#### [Prompt]
In the entries below, find the lines with the word "Acquire" and copy them.

[Collected data entries]
▼▼▼
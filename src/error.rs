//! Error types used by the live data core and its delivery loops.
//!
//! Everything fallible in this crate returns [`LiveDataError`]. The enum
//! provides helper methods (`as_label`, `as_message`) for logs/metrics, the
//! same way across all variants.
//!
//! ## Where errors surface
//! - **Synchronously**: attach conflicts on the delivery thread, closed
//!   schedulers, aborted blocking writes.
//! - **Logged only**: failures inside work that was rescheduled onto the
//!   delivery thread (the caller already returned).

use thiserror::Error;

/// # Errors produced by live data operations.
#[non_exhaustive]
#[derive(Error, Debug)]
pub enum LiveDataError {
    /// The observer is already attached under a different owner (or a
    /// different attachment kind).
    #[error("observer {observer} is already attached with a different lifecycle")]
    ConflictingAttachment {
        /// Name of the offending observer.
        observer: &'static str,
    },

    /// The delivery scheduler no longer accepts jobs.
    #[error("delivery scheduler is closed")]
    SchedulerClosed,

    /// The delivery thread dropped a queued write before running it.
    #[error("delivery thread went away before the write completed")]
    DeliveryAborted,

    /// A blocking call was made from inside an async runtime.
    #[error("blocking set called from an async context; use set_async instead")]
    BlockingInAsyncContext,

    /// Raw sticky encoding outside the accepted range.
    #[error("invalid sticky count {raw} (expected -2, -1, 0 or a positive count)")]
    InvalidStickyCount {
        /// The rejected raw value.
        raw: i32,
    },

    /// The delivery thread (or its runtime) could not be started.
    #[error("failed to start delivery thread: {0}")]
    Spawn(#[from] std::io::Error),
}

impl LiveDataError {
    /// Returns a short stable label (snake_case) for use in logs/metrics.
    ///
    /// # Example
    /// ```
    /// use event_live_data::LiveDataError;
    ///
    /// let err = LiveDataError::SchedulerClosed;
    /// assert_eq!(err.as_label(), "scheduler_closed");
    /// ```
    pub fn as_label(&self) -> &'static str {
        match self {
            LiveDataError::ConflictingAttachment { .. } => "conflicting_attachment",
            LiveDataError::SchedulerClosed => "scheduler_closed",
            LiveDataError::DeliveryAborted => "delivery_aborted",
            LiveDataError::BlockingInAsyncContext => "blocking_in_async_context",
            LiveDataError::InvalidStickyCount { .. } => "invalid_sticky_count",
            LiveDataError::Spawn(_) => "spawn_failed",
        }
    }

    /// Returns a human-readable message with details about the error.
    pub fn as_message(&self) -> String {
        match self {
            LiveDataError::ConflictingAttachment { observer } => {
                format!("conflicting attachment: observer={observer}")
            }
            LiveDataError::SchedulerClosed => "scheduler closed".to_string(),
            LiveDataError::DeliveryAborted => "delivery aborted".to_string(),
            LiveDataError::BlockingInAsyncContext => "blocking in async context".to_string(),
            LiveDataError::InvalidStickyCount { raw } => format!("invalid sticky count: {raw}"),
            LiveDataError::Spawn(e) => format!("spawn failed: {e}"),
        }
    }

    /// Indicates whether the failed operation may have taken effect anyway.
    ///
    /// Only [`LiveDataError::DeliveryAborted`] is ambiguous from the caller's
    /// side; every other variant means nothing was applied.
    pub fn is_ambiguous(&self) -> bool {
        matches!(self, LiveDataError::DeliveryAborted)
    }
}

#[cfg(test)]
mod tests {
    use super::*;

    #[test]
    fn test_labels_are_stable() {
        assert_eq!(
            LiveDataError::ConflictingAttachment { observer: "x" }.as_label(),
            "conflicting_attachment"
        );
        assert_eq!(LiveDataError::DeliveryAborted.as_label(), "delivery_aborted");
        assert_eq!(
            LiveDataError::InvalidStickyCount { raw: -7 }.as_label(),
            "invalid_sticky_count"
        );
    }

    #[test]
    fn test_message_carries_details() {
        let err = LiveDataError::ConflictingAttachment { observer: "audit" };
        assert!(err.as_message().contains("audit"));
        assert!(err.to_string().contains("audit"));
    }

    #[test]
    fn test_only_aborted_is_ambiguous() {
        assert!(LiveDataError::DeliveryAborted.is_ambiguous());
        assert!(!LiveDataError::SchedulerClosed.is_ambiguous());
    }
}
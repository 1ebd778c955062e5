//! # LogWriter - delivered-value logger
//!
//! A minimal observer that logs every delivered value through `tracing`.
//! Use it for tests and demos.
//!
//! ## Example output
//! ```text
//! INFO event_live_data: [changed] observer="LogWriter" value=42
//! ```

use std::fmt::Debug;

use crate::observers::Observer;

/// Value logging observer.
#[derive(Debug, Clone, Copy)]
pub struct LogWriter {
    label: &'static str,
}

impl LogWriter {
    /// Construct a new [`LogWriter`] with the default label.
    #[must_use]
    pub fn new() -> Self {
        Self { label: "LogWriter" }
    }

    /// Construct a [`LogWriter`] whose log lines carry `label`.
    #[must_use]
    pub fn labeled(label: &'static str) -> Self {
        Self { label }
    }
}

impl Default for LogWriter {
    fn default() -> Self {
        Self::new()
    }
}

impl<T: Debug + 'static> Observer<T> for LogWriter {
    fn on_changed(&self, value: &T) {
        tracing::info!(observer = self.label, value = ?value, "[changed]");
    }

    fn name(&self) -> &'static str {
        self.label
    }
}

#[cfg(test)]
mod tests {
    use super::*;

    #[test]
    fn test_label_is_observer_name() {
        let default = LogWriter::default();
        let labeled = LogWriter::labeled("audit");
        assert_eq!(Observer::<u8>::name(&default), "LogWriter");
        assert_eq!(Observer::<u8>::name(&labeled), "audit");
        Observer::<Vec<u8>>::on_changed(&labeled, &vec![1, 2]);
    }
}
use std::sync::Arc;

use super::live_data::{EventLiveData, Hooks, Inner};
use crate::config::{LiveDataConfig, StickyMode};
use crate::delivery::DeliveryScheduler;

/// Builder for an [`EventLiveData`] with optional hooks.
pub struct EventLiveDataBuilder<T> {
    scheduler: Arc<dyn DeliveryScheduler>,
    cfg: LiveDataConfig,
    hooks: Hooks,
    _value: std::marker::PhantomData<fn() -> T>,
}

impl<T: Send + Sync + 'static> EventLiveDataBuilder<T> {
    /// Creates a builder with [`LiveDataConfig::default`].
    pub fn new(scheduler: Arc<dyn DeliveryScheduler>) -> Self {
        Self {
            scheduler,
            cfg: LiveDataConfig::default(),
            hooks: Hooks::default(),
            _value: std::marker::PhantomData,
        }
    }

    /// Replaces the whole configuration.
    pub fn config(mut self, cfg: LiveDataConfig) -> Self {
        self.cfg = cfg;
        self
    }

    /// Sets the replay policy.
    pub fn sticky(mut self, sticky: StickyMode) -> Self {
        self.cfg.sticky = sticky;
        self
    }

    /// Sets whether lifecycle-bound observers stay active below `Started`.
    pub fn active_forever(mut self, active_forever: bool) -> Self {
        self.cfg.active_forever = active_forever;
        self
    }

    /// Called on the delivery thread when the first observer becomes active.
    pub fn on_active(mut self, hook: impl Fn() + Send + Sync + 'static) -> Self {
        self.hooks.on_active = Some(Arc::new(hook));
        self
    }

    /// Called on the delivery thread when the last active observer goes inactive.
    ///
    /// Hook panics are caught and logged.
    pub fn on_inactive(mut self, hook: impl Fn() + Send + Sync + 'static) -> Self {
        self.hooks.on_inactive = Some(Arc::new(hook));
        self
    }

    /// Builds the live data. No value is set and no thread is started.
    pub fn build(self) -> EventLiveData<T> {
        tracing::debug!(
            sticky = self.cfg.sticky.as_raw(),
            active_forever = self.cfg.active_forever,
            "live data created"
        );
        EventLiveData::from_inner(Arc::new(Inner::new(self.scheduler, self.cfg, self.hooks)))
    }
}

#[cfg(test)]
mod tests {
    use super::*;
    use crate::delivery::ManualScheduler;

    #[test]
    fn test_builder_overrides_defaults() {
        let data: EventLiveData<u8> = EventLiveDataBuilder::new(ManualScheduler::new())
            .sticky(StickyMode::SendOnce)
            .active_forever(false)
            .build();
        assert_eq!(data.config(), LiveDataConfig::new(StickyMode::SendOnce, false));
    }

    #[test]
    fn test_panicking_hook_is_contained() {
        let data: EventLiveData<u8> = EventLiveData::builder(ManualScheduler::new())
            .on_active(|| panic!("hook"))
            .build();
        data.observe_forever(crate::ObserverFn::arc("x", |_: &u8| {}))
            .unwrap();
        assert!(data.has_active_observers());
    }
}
▲▲▲
▼▼▼
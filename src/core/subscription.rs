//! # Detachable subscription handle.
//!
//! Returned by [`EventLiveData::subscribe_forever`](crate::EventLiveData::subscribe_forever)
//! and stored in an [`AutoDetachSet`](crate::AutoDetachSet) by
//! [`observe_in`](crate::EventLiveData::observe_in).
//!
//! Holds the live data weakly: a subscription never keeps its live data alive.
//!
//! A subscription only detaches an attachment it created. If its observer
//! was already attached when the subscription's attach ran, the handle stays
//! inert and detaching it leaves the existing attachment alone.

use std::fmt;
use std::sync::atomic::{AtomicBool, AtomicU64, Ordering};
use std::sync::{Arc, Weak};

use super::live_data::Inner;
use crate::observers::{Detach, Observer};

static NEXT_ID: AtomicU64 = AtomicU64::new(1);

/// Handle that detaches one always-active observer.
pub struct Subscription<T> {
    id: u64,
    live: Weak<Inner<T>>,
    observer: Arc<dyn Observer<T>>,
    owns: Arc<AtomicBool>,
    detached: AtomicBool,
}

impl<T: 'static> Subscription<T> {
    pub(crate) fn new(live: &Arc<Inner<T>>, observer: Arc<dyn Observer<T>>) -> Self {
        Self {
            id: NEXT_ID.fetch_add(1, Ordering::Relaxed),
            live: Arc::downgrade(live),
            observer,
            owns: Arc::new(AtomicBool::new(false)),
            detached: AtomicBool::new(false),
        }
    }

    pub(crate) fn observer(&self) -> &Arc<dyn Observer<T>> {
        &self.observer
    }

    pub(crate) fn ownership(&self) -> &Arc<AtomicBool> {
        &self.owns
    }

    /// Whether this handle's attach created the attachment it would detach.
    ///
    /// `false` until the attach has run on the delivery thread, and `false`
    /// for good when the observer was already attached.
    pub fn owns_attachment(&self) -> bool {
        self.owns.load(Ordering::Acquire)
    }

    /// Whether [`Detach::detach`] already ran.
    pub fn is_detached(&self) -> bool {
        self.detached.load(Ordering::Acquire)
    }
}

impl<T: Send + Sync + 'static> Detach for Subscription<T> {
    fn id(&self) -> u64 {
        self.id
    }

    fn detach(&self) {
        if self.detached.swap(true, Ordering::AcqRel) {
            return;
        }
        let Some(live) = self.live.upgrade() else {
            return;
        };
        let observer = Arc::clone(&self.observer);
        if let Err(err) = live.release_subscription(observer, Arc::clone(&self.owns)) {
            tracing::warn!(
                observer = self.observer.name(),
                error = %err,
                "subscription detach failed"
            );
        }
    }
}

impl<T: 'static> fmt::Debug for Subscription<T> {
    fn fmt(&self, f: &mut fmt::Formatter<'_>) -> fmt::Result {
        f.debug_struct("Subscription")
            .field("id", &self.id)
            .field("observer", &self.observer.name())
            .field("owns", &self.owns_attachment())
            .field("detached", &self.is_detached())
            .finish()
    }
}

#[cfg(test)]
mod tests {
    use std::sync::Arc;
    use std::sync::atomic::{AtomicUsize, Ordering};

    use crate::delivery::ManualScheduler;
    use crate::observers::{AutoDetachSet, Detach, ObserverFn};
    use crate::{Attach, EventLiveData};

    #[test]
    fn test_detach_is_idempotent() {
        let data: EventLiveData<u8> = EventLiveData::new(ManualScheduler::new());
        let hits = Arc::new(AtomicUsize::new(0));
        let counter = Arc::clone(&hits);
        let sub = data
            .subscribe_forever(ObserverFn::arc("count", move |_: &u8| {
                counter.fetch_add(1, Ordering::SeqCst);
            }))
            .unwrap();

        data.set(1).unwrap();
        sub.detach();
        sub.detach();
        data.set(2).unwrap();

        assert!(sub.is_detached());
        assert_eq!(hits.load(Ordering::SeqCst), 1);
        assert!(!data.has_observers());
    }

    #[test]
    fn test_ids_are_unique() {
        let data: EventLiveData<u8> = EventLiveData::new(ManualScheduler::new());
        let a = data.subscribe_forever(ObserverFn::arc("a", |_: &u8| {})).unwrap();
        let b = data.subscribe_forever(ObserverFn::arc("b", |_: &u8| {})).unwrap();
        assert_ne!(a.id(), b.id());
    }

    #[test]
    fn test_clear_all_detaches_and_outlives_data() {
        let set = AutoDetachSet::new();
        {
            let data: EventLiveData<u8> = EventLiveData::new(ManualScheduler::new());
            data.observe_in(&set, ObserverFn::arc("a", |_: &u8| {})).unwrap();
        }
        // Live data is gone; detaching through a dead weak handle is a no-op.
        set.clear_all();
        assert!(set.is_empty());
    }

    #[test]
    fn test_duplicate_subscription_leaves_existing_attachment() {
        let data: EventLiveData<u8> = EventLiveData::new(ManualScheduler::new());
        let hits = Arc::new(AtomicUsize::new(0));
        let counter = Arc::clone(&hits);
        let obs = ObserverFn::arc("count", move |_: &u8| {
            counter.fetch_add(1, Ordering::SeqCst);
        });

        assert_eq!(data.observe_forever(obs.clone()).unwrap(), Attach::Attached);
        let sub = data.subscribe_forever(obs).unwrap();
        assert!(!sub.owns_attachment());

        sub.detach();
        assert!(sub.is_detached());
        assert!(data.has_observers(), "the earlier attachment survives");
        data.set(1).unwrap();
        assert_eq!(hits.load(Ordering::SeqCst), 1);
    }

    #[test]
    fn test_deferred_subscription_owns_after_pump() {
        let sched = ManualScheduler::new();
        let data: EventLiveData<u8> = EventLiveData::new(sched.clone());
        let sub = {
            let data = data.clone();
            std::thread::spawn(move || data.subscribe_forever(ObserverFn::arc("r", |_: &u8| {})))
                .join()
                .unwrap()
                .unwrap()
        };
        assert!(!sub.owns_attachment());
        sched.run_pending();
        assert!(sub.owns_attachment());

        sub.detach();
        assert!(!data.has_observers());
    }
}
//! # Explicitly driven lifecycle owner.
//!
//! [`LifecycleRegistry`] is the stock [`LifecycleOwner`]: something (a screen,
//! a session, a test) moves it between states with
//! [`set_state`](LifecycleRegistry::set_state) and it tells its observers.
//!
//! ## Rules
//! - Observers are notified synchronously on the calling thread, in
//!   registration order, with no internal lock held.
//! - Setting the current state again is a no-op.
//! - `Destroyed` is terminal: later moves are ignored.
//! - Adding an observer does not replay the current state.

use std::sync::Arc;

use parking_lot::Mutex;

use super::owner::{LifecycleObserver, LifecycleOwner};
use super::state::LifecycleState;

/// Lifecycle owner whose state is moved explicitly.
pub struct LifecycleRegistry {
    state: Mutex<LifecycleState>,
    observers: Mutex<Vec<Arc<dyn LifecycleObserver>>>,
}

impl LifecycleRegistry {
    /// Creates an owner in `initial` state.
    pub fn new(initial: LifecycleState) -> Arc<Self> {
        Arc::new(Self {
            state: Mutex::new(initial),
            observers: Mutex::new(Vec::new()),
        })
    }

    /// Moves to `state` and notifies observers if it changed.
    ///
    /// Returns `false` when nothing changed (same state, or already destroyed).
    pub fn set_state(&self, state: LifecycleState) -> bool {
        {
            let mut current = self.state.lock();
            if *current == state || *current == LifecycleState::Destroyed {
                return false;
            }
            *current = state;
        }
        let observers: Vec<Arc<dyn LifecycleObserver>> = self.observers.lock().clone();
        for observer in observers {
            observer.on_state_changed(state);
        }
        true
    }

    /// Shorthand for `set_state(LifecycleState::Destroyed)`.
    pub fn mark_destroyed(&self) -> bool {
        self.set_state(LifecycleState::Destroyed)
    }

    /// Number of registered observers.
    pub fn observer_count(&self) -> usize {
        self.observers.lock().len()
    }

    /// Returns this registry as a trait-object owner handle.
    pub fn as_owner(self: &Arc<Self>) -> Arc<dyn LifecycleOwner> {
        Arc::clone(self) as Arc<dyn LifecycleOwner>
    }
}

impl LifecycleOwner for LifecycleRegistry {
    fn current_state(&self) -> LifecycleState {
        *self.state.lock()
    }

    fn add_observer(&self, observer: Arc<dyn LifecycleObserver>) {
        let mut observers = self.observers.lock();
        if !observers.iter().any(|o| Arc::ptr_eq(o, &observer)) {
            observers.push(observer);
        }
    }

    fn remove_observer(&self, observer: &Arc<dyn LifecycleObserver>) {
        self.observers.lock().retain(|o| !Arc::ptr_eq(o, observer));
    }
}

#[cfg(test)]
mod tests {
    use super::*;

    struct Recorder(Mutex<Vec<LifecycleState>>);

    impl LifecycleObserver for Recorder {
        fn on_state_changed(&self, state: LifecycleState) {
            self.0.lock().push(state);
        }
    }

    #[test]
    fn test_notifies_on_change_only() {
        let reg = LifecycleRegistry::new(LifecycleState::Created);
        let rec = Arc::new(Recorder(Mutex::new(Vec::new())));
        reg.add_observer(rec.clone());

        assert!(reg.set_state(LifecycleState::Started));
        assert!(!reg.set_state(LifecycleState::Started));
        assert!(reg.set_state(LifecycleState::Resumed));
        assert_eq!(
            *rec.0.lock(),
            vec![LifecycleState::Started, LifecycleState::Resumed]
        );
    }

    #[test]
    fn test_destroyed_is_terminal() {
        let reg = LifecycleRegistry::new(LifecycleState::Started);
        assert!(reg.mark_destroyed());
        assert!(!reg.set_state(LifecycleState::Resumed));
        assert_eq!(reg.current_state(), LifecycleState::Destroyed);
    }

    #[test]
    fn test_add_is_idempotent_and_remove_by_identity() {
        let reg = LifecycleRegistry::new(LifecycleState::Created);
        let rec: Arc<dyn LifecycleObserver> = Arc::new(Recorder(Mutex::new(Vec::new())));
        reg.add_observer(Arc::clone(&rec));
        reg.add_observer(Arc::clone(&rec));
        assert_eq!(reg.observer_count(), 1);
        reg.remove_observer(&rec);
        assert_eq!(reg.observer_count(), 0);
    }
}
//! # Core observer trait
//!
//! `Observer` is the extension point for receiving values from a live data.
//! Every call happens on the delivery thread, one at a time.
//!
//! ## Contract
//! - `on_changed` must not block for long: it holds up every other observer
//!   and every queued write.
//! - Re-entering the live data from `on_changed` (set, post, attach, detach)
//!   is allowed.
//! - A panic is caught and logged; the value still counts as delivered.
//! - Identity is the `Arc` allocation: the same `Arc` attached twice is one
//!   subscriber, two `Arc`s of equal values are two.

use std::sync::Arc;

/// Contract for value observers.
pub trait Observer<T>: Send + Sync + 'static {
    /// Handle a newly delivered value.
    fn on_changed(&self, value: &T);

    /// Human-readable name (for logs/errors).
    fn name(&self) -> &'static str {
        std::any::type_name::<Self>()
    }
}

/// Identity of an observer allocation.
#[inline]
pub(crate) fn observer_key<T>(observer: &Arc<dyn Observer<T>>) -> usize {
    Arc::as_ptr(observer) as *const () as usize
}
▲▲▲
#### [Written solution]
        self.owns.load(Ordering::Acquire)
        self.detached.load(Ordering::Acquire)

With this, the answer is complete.